## Study material
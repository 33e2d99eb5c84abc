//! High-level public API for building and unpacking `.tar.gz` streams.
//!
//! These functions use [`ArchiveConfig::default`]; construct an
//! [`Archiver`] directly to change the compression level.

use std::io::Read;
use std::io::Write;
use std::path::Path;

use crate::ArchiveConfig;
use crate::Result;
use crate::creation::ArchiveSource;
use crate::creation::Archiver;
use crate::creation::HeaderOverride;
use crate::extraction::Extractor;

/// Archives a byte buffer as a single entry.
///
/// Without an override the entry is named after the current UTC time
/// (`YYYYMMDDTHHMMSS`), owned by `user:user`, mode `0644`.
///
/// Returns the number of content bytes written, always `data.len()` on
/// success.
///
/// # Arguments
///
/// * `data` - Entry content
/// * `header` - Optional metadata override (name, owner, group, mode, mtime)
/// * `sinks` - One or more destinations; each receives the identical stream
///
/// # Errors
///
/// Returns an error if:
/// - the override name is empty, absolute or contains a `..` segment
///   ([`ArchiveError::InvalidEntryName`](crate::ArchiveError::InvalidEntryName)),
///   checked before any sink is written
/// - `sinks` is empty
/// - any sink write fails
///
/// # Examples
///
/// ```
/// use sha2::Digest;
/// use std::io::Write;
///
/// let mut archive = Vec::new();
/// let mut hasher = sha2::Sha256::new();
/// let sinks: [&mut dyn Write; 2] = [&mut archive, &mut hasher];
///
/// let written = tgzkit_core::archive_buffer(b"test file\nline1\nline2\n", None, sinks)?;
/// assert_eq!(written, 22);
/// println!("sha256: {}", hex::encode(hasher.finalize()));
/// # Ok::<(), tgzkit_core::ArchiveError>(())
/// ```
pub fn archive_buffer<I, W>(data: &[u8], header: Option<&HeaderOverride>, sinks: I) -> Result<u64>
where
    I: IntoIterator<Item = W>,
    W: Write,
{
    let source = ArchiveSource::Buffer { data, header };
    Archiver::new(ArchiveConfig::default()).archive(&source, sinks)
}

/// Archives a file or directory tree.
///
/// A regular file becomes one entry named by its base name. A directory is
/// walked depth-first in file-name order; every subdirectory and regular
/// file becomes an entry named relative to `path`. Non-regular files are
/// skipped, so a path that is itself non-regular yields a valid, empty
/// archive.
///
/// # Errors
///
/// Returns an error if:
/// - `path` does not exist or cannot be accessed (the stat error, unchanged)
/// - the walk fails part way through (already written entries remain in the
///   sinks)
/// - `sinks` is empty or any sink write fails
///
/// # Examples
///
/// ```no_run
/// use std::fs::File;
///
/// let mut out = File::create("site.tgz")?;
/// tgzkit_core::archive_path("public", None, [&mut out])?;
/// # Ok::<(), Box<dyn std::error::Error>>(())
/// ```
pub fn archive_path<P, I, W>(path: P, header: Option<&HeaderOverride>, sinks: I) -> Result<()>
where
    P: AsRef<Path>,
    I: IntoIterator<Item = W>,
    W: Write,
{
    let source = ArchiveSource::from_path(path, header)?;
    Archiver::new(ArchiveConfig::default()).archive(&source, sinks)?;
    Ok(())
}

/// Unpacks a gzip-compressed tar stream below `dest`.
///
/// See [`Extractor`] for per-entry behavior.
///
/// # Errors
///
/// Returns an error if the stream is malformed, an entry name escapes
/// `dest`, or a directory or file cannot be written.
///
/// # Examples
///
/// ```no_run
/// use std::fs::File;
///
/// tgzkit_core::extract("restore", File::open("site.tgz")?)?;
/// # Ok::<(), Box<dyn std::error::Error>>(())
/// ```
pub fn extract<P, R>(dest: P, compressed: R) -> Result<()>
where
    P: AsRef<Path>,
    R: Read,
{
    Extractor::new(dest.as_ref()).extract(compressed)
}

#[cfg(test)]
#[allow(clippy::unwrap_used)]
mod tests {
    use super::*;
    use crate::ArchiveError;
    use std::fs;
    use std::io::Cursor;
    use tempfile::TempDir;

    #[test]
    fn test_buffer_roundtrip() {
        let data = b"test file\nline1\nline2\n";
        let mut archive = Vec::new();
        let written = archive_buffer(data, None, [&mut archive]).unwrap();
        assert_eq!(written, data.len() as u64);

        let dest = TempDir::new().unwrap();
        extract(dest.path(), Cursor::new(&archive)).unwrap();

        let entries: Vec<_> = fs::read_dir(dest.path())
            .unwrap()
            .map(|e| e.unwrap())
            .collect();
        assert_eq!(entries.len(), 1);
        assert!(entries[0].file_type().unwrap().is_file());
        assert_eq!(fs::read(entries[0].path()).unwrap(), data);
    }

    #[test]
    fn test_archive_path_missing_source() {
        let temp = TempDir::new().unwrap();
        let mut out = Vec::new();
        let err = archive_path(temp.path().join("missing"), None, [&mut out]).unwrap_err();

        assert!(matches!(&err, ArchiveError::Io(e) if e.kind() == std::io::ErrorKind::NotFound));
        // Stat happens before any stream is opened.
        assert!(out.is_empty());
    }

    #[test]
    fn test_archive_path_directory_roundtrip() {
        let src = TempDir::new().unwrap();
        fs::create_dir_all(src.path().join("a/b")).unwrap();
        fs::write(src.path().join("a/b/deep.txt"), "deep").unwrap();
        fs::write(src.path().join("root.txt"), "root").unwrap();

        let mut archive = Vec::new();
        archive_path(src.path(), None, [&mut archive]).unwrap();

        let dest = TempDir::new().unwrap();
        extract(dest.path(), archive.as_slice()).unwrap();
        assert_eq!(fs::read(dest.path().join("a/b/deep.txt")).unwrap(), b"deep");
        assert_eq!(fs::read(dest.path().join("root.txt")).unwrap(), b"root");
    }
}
==
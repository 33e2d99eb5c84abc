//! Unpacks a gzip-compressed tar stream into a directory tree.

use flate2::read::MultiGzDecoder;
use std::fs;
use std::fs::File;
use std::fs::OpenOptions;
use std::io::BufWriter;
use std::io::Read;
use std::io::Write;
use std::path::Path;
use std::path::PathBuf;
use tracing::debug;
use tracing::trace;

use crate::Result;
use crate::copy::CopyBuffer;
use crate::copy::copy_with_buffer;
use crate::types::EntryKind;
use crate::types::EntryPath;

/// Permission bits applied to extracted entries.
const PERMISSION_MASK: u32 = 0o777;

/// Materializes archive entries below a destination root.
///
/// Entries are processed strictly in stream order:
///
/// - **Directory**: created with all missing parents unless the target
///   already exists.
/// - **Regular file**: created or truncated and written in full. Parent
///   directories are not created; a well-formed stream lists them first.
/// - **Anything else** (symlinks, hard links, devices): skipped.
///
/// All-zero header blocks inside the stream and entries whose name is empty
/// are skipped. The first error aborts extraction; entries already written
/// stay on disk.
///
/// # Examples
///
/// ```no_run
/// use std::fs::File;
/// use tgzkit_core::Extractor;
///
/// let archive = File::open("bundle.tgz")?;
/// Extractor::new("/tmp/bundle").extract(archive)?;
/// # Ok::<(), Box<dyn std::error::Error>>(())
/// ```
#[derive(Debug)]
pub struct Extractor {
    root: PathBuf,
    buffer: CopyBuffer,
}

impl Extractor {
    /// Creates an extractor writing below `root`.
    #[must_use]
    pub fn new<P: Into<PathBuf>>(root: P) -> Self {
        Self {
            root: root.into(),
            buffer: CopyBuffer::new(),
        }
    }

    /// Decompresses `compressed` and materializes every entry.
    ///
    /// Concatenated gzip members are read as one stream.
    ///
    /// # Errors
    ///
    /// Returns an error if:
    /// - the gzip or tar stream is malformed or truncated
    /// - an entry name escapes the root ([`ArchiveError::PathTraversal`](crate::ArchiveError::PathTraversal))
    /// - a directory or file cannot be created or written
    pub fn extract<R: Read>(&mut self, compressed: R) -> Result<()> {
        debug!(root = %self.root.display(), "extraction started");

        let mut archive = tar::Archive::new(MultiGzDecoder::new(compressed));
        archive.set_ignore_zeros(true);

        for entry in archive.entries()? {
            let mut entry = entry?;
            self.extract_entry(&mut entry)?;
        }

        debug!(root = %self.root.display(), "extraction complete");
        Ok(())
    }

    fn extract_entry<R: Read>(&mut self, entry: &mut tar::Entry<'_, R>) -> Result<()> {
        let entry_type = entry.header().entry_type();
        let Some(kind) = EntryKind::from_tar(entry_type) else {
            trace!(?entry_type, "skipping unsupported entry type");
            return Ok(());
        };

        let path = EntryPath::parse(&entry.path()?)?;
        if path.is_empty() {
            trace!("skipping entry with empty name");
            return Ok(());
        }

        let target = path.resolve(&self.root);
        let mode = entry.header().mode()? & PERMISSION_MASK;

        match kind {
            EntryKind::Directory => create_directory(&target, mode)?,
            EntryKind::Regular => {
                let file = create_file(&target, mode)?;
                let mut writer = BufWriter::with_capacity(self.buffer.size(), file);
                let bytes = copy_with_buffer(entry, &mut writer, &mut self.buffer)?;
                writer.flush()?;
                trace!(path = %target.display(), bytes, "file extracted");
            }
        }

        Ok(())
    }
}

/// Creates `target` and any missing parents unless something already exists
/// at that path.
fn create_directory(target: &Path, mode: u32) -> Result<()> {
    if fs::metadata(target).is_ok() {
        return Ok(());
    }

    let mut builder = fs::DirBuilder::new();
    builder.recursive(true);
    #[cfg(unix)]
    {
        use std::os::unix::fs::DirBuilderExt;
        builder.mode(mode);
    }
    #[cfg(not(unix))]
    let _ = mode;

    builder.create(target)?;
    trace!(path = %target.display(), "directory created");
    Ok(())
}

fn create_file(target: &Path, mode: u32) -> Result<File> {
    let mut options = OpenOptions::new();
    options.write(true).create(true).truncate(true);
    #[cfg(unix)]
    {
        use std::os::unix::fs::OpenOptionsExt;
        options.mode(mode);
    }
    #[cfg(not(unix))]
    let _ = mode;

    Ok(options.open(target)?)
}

## Your assignment
Among the entries above, locate the lines containing "const PERMISSION_MASK: u32 = 0o777;" and "in full. Parent", and transcribe exactly those two lines and all lines between.

## Expected answer
const PERMISSION_MASK: u32 = 0o777;

/// Materializes archive entries below a destination root.
///
/// Entries are processed strictly in stream order:
///
/// - **Directory**: created with all missing parents unless the target
///   already exists.
/// - **Regular file**: created or truncated and written in full. Parent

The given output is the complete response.